3-Acetoxyaminoquinazolinones (QNHOAc) as aziridinating agents: ring-opening of N-(Q)-substituted aziridines

3-Acetoxyaminoquinazolin-4-(3H)-ones (QNHOAc) are nitrogen analogues of peroxy-acetic acid and are efficient aziridinating agents for a range of alkenes from silyl ketene acetals to α,β-unsaturated esters. The presence of a chiral substituent in the 2-position of the quinazolinone allows complete (reagent-controlled) diastereoselective aziridination of prochiral alkenes. Greatly improved yields of aziridines from otherwise less reactive alkenes are obtained by reaction with QNHOAc in the presence of trifluoroacetic acid and this additive also greatly increases the diastereoselectivity in aziridination of some α,β-unsaturated esters.
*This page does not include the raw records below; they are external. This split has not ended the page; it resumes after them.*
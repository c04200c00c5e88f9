//! Data type registry and single-hop conversion graph.
//!
//! The registry is built once at startup and then shared read-only:
//! registration takes `&mut self`, every lookup takes `&self`.

mod builtin;
mod converter;
mod descriptor;

use std::collections::{BTreeSet, HashMap};
use std::fmt;
use std::sync::Arc;

pub use builtin::{DATA, JSON, NUMBER, STRING};
pub use converter::{ConversionKind, DataConverter};
pub use descriptor::{DataTypeDescriptor, Decoder};

use crate::TRACING_TARGET_REGISTRY;
use crate::error::{Error, Result};
use crate::row::DataRow;
use crate::value::{DataTypeId, DataValue};

/// Notification sent to registry observers after a successful registration.
#[derive(Debug, Clone, PartialEq, Eq)]
pub enum RegistryEvent {
    /// A data type was registered.
    TypeRegistered(DataTypeId),
    /// A converter was registered.
    ConverterRegistered {
        /// Source type.
        from: DataTypeId,
        /// Target type.
        to: DataTypeId,
    },
}

/// Callback invoked for every [`RegistryEvent`].
pub type RegistryObserver = Box<dyn Fn(&RegistryEvent) + Send + Sync>;

/// A registered type with its precomputed ancestor set.
#[derive(Debug, Clone)]
struct DataTypeEntry {
    descriptor: DataTypeDescriptor,
    ancestors: BTreeSet<DataTypeId>,
}

/// Registry of data types and the conversions between them.
#[derive(Default)]
pub struct DataTypeRegistry {
    types: HashMap<DataTypeId, DataTypeEntry>,
    converters: HashMap<(DataTypeId, DataTypeId), Arc<dyn DataConverter>>,
    observers: Vec<RegistryObserver>,
}

impl DataTypeRegistry {
    /// Creates an empty registry.
    pub fn new() -> Self {
        Self::default()
    }

    /// Creates a registry with the built-in types and converters.
    pub fn with_builtins() -> Result<Self> {
        let mut registry = Self::new();
        builtin::register_builtins(&mut registry)?;
        Ok(registry)
    }

    /// Adds an observer notified after each successful registration.
    pub fn observe(&mut self, observer: impl Fn(&RegistryEvent) + Send + Sync + 'static) {
        self.observers.push(Box::new(observer));
    }

    /// Registers a data type.
    ///
    /// All declared supertypes must already be registered, which keeps the
    /// hierarchy acyclic.
    pub fn register(
        &mut self,
        type_id: impl Into<DataTypeId>,
        descriptor: DataTypeDescriptor,
    ) -> Result<()> {
        let type_id = type_id.into();
        if self.types.contains_key(&type_id) {
            return Err(Error::DuplicateType { type_id });
        }

        let mut ancestors = BTreeSet::new();
        for supertype in descriptor.supertypes() {
            let entry = self
                .types
                .get(supertype)
                .ok_or_else(|| Error::UnknownType {
                    type_id: supertype.clone(),
                })?;
            ancestors.insert(supertype.clone());
            ancestors.extend(entry.ancestors.iter().cloned());
        }

        tracing::debug!(
            target: TRACING_TARGET_REGISTRY,
            type_id = %type_id,
            name = descriptor.name(),
            ancestors = ancestors.len(),
            "Data type registered"
        );

        self.types.insert(
            type_id.clone(),
            DataTypeEntry {
                descriptor,
                ancestors,
            },
        );
        self.notify(&RegistryEvent::TypeRegistered(type_id));
        Ok(())
    }

    /// Registers an explicit converter for an ordered type pair.
    ///
    /// Fails if a converter for the pair already exists; the first one is
    /// kept.
    pub fn register_conversion(
        &mut self,
        from: impl Into<DataTypeId>,
        to: impl Into<DataTypeId>,
        converter: impl DataConverter + 'static,
    ) -> Result<()> {
        let from = from.into();
        let to = to.into();
        self.require(&from)?;
        self.require(&to)?;

        let key = (from.clone(), to.clone());
        if self.converters.contains_key(&key) {
            return Err(Error::DuplicateConverter { from, to });
        }
        self.converters.insert(key, Arc::new(converter));

        tracing::debug!(
            target: TRACING_TARGET_REGISTRY,
            from = %from,
            to = %to,
            "Converter registered"
        );

        self.notify(&RegistryEvent::ConverterRegistered { from, to });
        Ok(())
    }

    /// Returns whether a type id is registered.
    pub fn contains(&self, type_id: &DataTypeId) -> bool {
        self.types.contains_key(type_id)
    }

    /// Returns the descriptor of a registered type.
    pub fn descriptor(&self, type_id: &DataTypeId) -> Result<&DataTypeDescriptor> {
        self.types
            .get(type_id)
            .map(|entry| &entry.descriptor)
            .ok_or_else(|| Error::UnknownType {
                type_id: type_id.clone(),
            })
    }

    /// Returns all transitive supertypes of a registered type.
    pub fn ancestors(&self, type_id: &DataTypeId) -> Option<&BTreeSet<DataTypeId>> {
        self.types.get(type_id).map(|entry| &entry.ancestors)
    }

    /// Returns the ids of all types that are not hidden, sorted.
    pub fn visible_types(&self) -> Vec<&DataTypeId> {
        let mut types: Vec<_> = self
            .types
            .iter()
            .filter(|(_, entry)| !entry.descriptor.is_hidden())
            .map(|(id, _)| id)
            .collect();
        types.sort();
        types
    }

    /// Returns the number of registered types.
    pub fn len(&self) -> usize {
        self.types.len()
    }

    /// Returns whether no types are registered.
    pub fn is_empty(&self) -> bool {
        self.types.is_empty()
    }

    /// Returns whether `from` is `to` or one of its subtypes.
    pub fn is_trivially_convertible(&self, from: &DataTypeId, to: &DataTypeId) -> bool {
        from == to
            || self
                .types
                .get(from)
                .is_some_and(|entry| entry.ancestors.contains(to))
    }

    /// Returns how a value of type `from` reaches `to`, if it can.
    ///
    /// Only a single explicit converter is ever considered; converters are
    /// never chained.
    pub fn conversion_kind(&self, from: &DataTypeId, to: &DataTypeId) -> Option<ConversionKind> {
        if self.is_trivially_convertible(from, to) {
            Some(ConversionKind::Trivial)
        } else if self.converters.contains_key(&(from.clone(), to.clone())) {
            Some(ConversionKind::Explicit)
        } else {
            None
        }
    }

    /// Returns whether a value of type `from` can be converted to `to`.
    pub fn is_convertible(&self, from: &DataTypeId, to: &DataTypeId) -> bool {
        self.conversion_kind(from, to).is_some()
    }

    /// Converts a value to the target type.
    pub fn convert_value(&self, value: &DataValue, to: &DataTypeId) -> Result<DataValue> {
        let from = value.data_type();
        if self.is_trivially_convertible(from, to) {
            return Ok(value.clone());
        }

        let converter = self
            .converters
            .get(&(from.clone(), to.clone()))
            .ok_or_else(|| Error::NoConversionPath {
                from: from.clone(),
                to: to.clone(),
            })?;

        let converted = converter
            .convert(value)
            .map_err(|source| Error::ConverterFailed {
                from: from.clone(),
                to: to.clone(),
                source,
            })?;

        if converted.data_type() != to {
            return Err(Error::ConverterOutputMismatch {
                from: from.clone(),
                to: to.clone(),
                actual: converted.data_type().clone(),
            });
        }

        tracing::trace!(
            target: TRACING_TARGET_REGISTRY,
            from = %from,
            to = %to,
            "Value converted"
        );

        Ok(converted)
    }

    /// Converts a row to the target type.
    ///
    /// Trivially convertible rows are returned unchanged; otherwise a new row
    /// with the converted payload and the same annotations is returned.
    pub fn convert(&self, row: &DataRow, to: &DataTypeId) -> Result<DataRow> {
        if self.is_trivially_convertible(row.data_type(), to) {
            return Ok(row.clone());
        }
        let value = self.convert_value(row.value(), to)?;
        Ok(row.with_value(value))
    }

    /// Restores a persisted payload of a registered type.
    pub fn decode(&self, type_id: &DataTypeId, json: serde_json::Value) -> Result<DataValue> {
        let descriptor = self.descriptor(type_id)?;
        let decoder = descriptor.decoder().ok_or_else(|| {
            Error::storage(
                type_id.as_str(),
                format!("data type '{type_id}' cannot be restored from storage"),
            )
        })?;
        let payload = (**decoder)(json)?;
        Ok(DataValue::from_arc(type_id.clone(), payload))
    }

    fn require(&self, type_id: &DataTypeId) -> Result<()> {
        if self.types.contains_key(type_id) {
            Ok(())
        } else {
            Err(Error::UnknownType {
                type_id: type_id.clone(),
            })
        }
    }

    fn notify(&self, event: &RegistryEvent) {
        for observer in &self.observers {
            observer(event);
        }
    }
}

impl fmt::Debug for DataTypeRegistry {
    fn fmt(&self, f: &mut fmt::Formatter<'_>) -> fmt::Result {
        f.debug_struct("DataTypeRegistry")
            .field("types", &self.types.len())
            .field("converters", &self.converters.len())
            .field("observers", &self.observers.len())
            .finish()
    }
}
The corresponding nitrenes (QN), formally derived from QNHOAc by removal of the elements of acetic acid, are also aziridinating agents for alkenes with a reactivity similar to, but identifiably different from that of QNHOAc. The availability of enantiopure Q-substituted aziridines has led to an examination of their ring-opening reactions with particular emphasis on the use of the Q group to control the regio- or stereo-chemistry of the latter. Electrophilic ring-opening with inversion or with predominant retention of configuration has been demonstrated. Nucleophilic ring-opening of these aziridines is successful, e.g. with cuprates. Reductive cleavage of the Q group in the ring-opened products using samarium diiodide proceeds in excellent yield to allow retrieval of chirons containing only the chiral centres created in the diastereoselective aziridination: the recovered 3-H- quinazolinones (QH) can be reconverted back to 3-aminoquinazolinones (QNH2) from which the QNHOAc are prepared in good yield, in situ, by acetoxylation using lead tetra-acetate. The Q group has also been used to direct the regioselectivity of ring-opening.